The decriminalization and legalization of psilocybin, the compound found in “magic mushrooms,” has led to a concerning spike in calls to poison control centers across the United States. After psilocybin was decriminalized in Denver, Colorado in 2019, followed by legalization in several cities and states, the number of cases involving psilocybin exposures among adolescents and young adults started to increase significantly.

Psilocybin is known for its psychedelic effects, causing euphoria and altering perceptions of space and time when ingested. However, it can also trigger psychosis, hallucinations, delusions, and agitation. Classified as a Schedule 1 substance under the Controlled Substances Act, psilocybin is considered to have a high potential for abuse and no accepted medical use.

A study conducted by an emergency medicine physician and epidemiologist revealed a steady rise in psilocybin-related exposures among adolescents since 2019. The data showed a significant increase in cases among 13- to 18-year-olds and 19- to 25-year-olds after the decriminalization and legalization of psilocybin. In just two years, the number of reported psilocybin cases to poison centers tripled among adolescents and doubled among young adults compared to when the drug was illegal.

The majority of reported cases, 75.3% for adolescents and 72.1% for young adults, required medical attention, including hospital admissions or psychiatric care.

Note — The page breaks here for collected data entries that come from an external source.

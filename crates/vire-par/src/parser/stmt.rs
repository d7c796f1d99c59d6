//! Top-level translation-unit parsing (`nspace`/`using`/`import`), block
//! and statement dispatch, and the preprocessor's one-shot `unsafe` flag.

use vire_lex::{Keyword, TokenKind};

use crate::ast::{IfStatement, Namespace, Node, StatementBlock, UnOp, WhileLoop};
use crate::ParseResult;

use super::Parser;

impl<'a> Parser<'a> {
    pub(crate) fn parse_using(&mut self) -> ParseResult<()> {
        self.bump()?; // 'using'
        let (_, dotted_symbol) = self.parse_dotted_name()?;
        if self.cur.kind == TokenKind::Semi {
            self.bump()?;
        }
        self.current_uses.push(dotted_symbol);
        Ok(())
    }

    pub(crate) fn parse_import(&mut self) -> ParseResult<()> {
        self.bump()?; // the 'import' name token itself
        self.parse_dotted_name()?;
        if self.cur.kind == TokenKind::Semi {
            self.bump()?;
        }
        Ok(())
    }

    pub(crate) fn parse_namespace(&mut self) -> ParseResult<()> {
        self.bump()?; // 'nspace'
        let (name_text, _) = self.parse_dotted_name()?;
        self.expect(TokenKind::LBrace, "expected '{' after namespace name")?;

        let previous_namespace = self.current_namespace.replace(name_text.clone());
        let uses = std::mem::take(&mut self.current_uses);

        let block = self.parse_block(false)?;

        self.current_namespace = previous_namespace;

        if !block.children.is_empty() {
            let name = self.lexer_intern(&name_text);
            self.program.namespaces.push(Namespace { name, block, uses });
        }
        Ok(())
    }

    /// Reads `Name (. Name)*`, returning both the concatenated text and its
    /// interned symbol.
    fn parse_dotted_name(&mut self) -> ParseResult<(String, vire_util::Symbol)> {
        let first = self.expect(TokenKind::Name, "expected a name")?;
        let mut text = first.data;
        while self.cur.kind == TokenKind::Dot {
            self.bump()?;
            let seg = self.expect(TokenKind::Name, "expected a name after '.'")?;
            text.push('.');
            text.push_str(&seg.data);
        }
        let sym = self.lexer_intern(&text);
        Ok((text, sym))
    }

    /// Parses `{ ... }` with the opening brace already consumed: pushes a
    /// fresh scope frame for this block's own locals, dispatches each
    /// statement, then computes `bytes` over exactly the `VarDecl`
    /// children recorded directly in this frame and pops it.
    pub(crate) fn parse_block(&mut self, is_fn: bool) -> ParseResult<StatementBlock> {
        self.scopes.push_scope();
        let mut children = Vec::new();

        while self.cur.kind != TokenKind::RBrace && self.cur.kind != TokenKind::EoF {
            if self.cur.kind == TokenKind::PPBegin {
                self.parse_preprocessor()?;
                continue;
            }
            children.push(self.parse_block_statement()?);
            self.unsafe_once = false;
        }
        self.expect(TokenKind::RBrace, "expected '}' closing block")?;

        let bytes = children
            .iter()
            .filter_map(|node| match node {
                Node::VarDecl(id) => {
                    let var = &self.program.vars[*id];
                    let multiplier = if var.is_arr {
                        var.arr.as_ref().map(|r| r.size()).unwrap_or(0)
                    } else {
                        1
                    };
                    Some(vire_lex::size_of_type(var.var_type) * multiplier)
                }
                _ => None,
            })
            .sum();

        self.scopes.pop_scope();
        Ok(StatementBlock { children, bytes, is_fn })
    }

    pub(crate) fn parse_block_statement(&mut self) -> ParseResult<Node> {
        match self.cur.keyword {
            Some(Keyword::If) => self.parse_if(),
            Some(Keyword::While) => self.parse_while(),
            Some(Keyword::Ret) => self.parse_ret(),
            Some(Keyword::Asm) => self.parse_asm(),
            Some(_) if self.is_decl_start() => {
                let id = self.parse_var_decl_stmt()?;
                Ok(Node::VarDecl(id))
            }
            _ if matches!(self.cur.kind, TokenKind::Name | TokenKind::OperInc | TokenKind::OperDec) => {
                self.parse_statement()
            }
            _ => Err(self.unexpected("unexpected token at start of statement")),
        }
    }

    /// `#!( unsafe )!`: the only recognized directive is `unsafe`, which
    /// arms the one-shot flag consumed by the next statement; any other
    /// directive text inside the section is silently discarded.
    fn parse_preprocessor(&mut self) -> ParseResult<()> {
        self.bump()?; // '#!('
        while self.cur.kind != TokenKind::PPEnd {
            if self.cur.kind == TokenKind::EoF {
                return Err(self.unexpected("unterminated preprocessor section"));
            }
            if self.cur.kind == TokenKind::Name && self.cur.keyword.is_none() && self.cur.data == "unsafe" {
                self.unsafe_once = true;
            }
            self.bump()?;
        }
        self.bump()?; // ')!'
        Ok(())
    }

    fn parse_if(&mut self) -> ParseResult<Node> {
        self.bump()?; // 'if'
        let condition = self.parse_expr()?;
        if condition.type_keyword(&self.program.vars) != Keyword::Bool {
            return Err(self.unexpected("expected a boolean expression in 'if' condition"));
        }
        self.expect(TokenKind::LBrace, "expected '{' after if condition")?;
        let then_b = self.parse_block(false)?;

        let else_b = if self.at_keyword(Keyword::Else) {
            self.bump()?;
            if self.at_keyword(Keyword::If) {
                let nested = self.parse_if()?;
                Some(StatementBlock { children: vec![nested], bytes: 0, is_fn: false })
            } else {
                self.expect(TokenKind::LBrace, "expected '{' after 'else'")?;
                Some(self.parse_block(false)?)
            }
        } else {
            None
        };

        Ok(Node::If(Box::new(IfStatement { condition, then_b, else_b })))
    }

    fn parse_while(&mut self) -> ParseResult<Node> {
        self.bump()?; // 'while'
        let condition = self.parse_expr()?;
        if condition.type_keyword(&self.program.vars) != Keyword::Bool {
            return Err(self.unexpected("expected a boolean expression in 'while' condition"));
        }
        self.expect(TokenKind::LBrace, "expected '{' after while condition")?;
        let body = self.parse_block(false)?;
        Ok(Node::While(Box::new(WhileLoop { condition, body })))
    }

    fn parse_ret(&mut self) -> ParseResult<Node> {
        let tok = self.bump()?; // 'ret'
        let operand = self.parse_expr()?;
        self.expect(TokenKind::Semi, "expected ';' after return statement")?;
        Ok(Node::UnOp(Box::new(UnOp { oper: tok, operand })))
    }

    /// `_asm { ... }` requires the one-shot `unsafe` flag and captures its
    /// body verbatim via [`vire_lex::Lexer::parse_raw_until`] rather than
    /// normal tokenization, so the assembly text cannot be mis-lexed as
    /// Vire source. The closing `}` is consumed directly off the lexer
    /// (bypassing `cur`), matching "the following token is the `}`,
    /// consumed by the driver".
    fn parse_asm(&mut self) -> ParseResult<Node> {
        if !self.unsafe_once {
            return Err(self.unexpected("inline assembly outside unsafe block"));
        }
        let tok = self.bump()?; // '_asm'
        if self.cur.kind != TokenKind::LBrace {
            return Err(self.unexpected("expected '{' after '_asm'"));
        }
        let raw = self.raw_asm_body()?;
        Ok(Node::UnOp(Box::new(UnOp { oper: tok, operand: Node::Str(crate::ast::StrLeaf { token: raw }) })))
    }

    fn raw_asm_body(&mut self) -> ParseResult<vire_lex::Token> {
        let raw = self.lexer.parse_raw_until('}')?;
        let rbrace = self.lexer.next()?;
        if rbrace.kind != TokenKind::RBrace {
            return Err(self.unexpected("expected '}' closing inline assembly"));
        }
        self.cur = self.lexer.next()?;
        Ok(raw)
    }

    fn parse_statement(&mut self) -> ParseResult<Node> {
        let expr = self.parse_expr()?;
        self.expect(TokenKind::Semi, "expected ';' after statement")?;
        Ok(expr)
    }
}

Common effects of psilocybin exposure included hallucinations, delusions, agitation, rapid heart rate, and confusion. These findings are alarming, especially considering that individuals under the age of 21 are not legally allowed to use or purchase psilocybin in states and cities where it has been decriminalized or legalized.

Illegal Use Among Young People

Despite age restrictions prohibiting individuals under 21 from using psilocybin, there is evidence to suggest that young people are obtaining the substance illegally. This raises concerns about the accessibility of psilocybin to underage individuals and the potential health risks associated with its misuse.

The increase in psilocybin-related poison control calls among adolescents and young adults underscores the need for further education, regulation, and prevention efforts to address the growing public health concerns surrounding the use of hallucinogenic substances. It is essential to raise awareness about the risks of psilocybin use, particularly among vulnerable age groups, and to implement strategies to reduce the prevalence of psilocybin-related poisonings in the future.